Segment Open
use serde::{Deserialize, Deserializer, Serialize};
use serde_json::Value;

use super::record::{display_value, is_truthy};
use super::record_type::RecordType;

/// One public content card as served by `GET /{type}/data`.
#[derive(Debug, Clone, PartialEq, Serialize, Deserialize)]
#[serde(rename_all = "camelCase")]
pub struct Card {
    #[serde(deserialize_with = "id_as_string")]
    pub id: String,
    #[serde(default)]
    pub title: String,
    #[serde(default)]
    pub content: String,
    #[serde(default)]
    pub subtopic: Option<String>,
    #[serde(default)]
    pub subtopic_desc: Option<String>,
    #[serde(default)]
    pub tag: Option<String>,
    /// Sent as a boolean or as the strings `"true"` / `"false"`.
    #[serde(default, deserialize_with = "flag")]
    pub has_tales: bool,
}

/// One labelled line of the card detail modal.
#[derive(Debug, Clone, PartialEq, Eq)]
pub struct DetailRow {
    pub label: &'static str,
    pub value: String,
}

impl Card {
    /// Tags from the comma separated `tag` field, trimmed, empties dropped.
    pub fn tags(&self) -> Vec<String> {
        self.tag
            .as_deref()
            .unwrap_or_default()
            .split(',')
            .map(str::trim)
            .filter(|t| !t.is_empty())
            .map(str::to_string)
            .collect()
    }

    pub fn title_or_untitled(&self) -> &str {
        if self.title.trim().is_empty() { "Untitled" } else { &self.title }
    }

    /// Rows of the detail modal; empty optional fields are left out.
    pub fn detail_rows(&self) -> Vec<DetailRow> {
        let mut rows = vec![DetailRow { label: "Content", value: self.content.clone() }];
        let optional = [("Subtopic", &self.subtopic), ("Subtopic Description", &self.subtopic_desc)];
        for (label, value) in optional {
            if let Some(value) = value.as_deref().filter(|v| !v.trim().is_empty()) {
                rows.push(DetailRow { label, value: value.to_string() });
            }
        }
        let tags = self.tags();
        if !tags.is_empty() {
            let value = tags.iter().map(|t| format!("#{t}")).collect::<Vec<_>>().join(" ");
            rows.push(DetailRow { label: "Tags", value });
        }
        rows
    }
}

/// Path of the public data endpoint of a section.
pub fn cards_url(record_type: &RecordType) -> String {
    format!("/{}/data", record_type)
}

fn id_as_string<'de, D>(deserializer: D) -> Result<String, D::Error>
where
    D: Deserializer<'de>,
{
    Ok(display_value(&Value::deserialize(deserializer)?).unwrap_or_default())
}

fn flag<'de, D>(deserializer: D) -> Result<bool, D::Error>
where
    D: Deserializer<'de>,
{
    Ok(is_truthy(&Value::deserialize(deserializer)?))
}

#[cfg(test)]
mod tests {
    use super::*;
    use serde_json::json;

    fn card(value: Value) -> Card {
        serde_json::from_value(value).unwrap()
    }

    #[test]
    fn decodes_public_payload() {
        let c = card(json!({
            "id": 3,
            "title": "Time travel",
            "content": "Probably not",
            "subtopic": "",
            "subtopicDesc": "",
            "tag": "physics, fiction ,",
            "hasTales": "true"
        }));
        assert_eq!(c.id, "3");
        assert!(c.has_tales);
        assert_eq!(c.tags(), ["physics", "fiction"]);
    }

    #[test]
    fn detail_rows_skip_empty_fields() {
        let c = card(json!({"id": 1, "title": "", "content": "Body", "subtopic": "Sub", "tag": "a"}));
        let labels: Vec<&str> = c.detail_rows().iter().map(|r| r.label).collect();
        assert_eq!(labels, ["Content", "Subtopic", "Tags"]);
        assert_eq!(c.detail_rows()[2].value, "#a");
        assert_eq!(c.title_or_untitled(), "Untitled");
    }

    #[test]
    fn data_url_uses_type_segment() {
        assert_eq!(cards_url(&RecordType::from("passions")), "/passions/data");
    }
}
Segment Closed
Problem to solve =
From the first line to the last, print the listing above exactly.

Reply to the task =
use serde::{Deserialize, Deserializer, Serialize};
use serde_json::Value;

use super::record::{display_value, is_truthy};
use super::record_type::RecordType;

/// One public content card as served by `GET /{type}/data`.
#[derive(Debug, Clone, PartialEq, Serialize, Deserialize)]
#[serde(rename_all = "camelCase")]
pub struct Card {
    #[serde(deserialize_with = "id_as_string")]
    pub id: String,
    #[serde(default)]
    pub title: String,
    #[serde(default)]
    pub content: String,
    #[serde(default)]
    pub subtopic: Option<String>,
    #[serde(default)]
    pub subtopic_desc: Option<String>,
    #[serde(default)]
    pub tag: Option<String>,
    /// Sent as a boolean or as the strings `"true"` / `"false"`.
    #[serde(default, deserialize_with = "flag")]
    pub has_tales: bool,
}

/// One labelled line of the card detail modal.
#[derive(Debug, Clone, PartialEq, Eq)]
pub struct DetailRow {
    pub label: &'static str,
    pub value: String,
}

impl Card {
    /// Tags from the comma separated `tag` field, trimmed, empties dropped.
    pub fn tags(&self) -> Vec<String> {
        self.tag
            .as_deref()
            .unwrap_or_default()
            .split(',')
            .map(str::trim)
            .filter(|t| !t.is_empty())
            .map(str::to_string)
            .collect()
    }

    pub fn title_or_untitled(&self) -> &str {
        if self.title.trim().is_empty() { "Untitled" } else { &self.title }
    }

    /// Rows of the detail modal; empty optional fields are left out.
    pub fn detail_rows(&self) -> Vec<DetailRow> {
        let mut rows = vec![DetailRow { label: "Content", value: self.content.clone() }];
        let optional = [("Subtopic", &self.subtopic), ("Subtopic Description", &self.subtopic_desc)];
        for (label, value) in optional {
            if let Some(value) = value.as_deref().filter(|v| !v.trim().is_empty()) {
                rows.push(DetailRow { label, value: value.to_string() });
            }
        }
        let tags = self.tags();
        if !tags.is_empty() {
            let value = tags.iter().map(|t| format!("#{t}")).collect::<Vec<_>>().join(" ");
            rows.push(DetailRow { label: "Tags", value });
        }
        rows
    }
}

/// Path of the public data endpoint of a section.
pub fn cards_url(record_type: &RecordType) -> String {
    format!("/{}/data", record_type)
}

fn id_as_string<'de, D>(deserializer: D) -> Result<String, D::Error>
where
    D: Deserializer<'de>,
{
    Ok(display_value(&Value::deserialize(deserializer)?).unwrap_or_default())
}

fn flag<'de, D>(deserializer: D) -> Result<bool, D::Error>
where
    D: Deserializer<'de>,
{
    Ok(is_truthy(&Value::deserialize(deserializer)?))
}

#[cfg(test)]
mod tests {
    use super::*;
    use serde_json::json;

    fn card(value: Value) -> Card {
        serde_json::from_value(value).unwrap()
    }

    #[test]
    fn decodes_public_payload() {
        let c = card(json!({
            "id": 3,
            "title": "Time travel",
            "content": "Probably not",
            "subtopic": "",
            "subtopicDesc": "",
            "tag": "physics, fiction ,",
            "hasTales": "true"
        }));
        assert_eq!(c.id, "3");
        assert!(c.has_tales);
        assert_eq!(c.tags(), ["physics", "fiction"]);
    }

    #[test]
    fn detail_rows_skip_empty_fields() {
        let c = card(json!({"id": 1, "title": "", "content": "Body", "subtopic": "Sub", "tag": "a"}));
        let labels: Vec<&str> = c.detail_rows().iter().map(|r| r.label).collect();
        assert_eq!(labels, ["Content", "Subtopic", "Tags"]);
        assert_eq!(c.detail_rows()[2].value, "#a");
        assert_eq!(c.title_or_untitled(), "Untitled");
    }

    #[test]
    fn data_url_uses_type_segment() {
        assert_eq!(cards_url(&RecordType::from("passions")), "/passions/data");
    }
}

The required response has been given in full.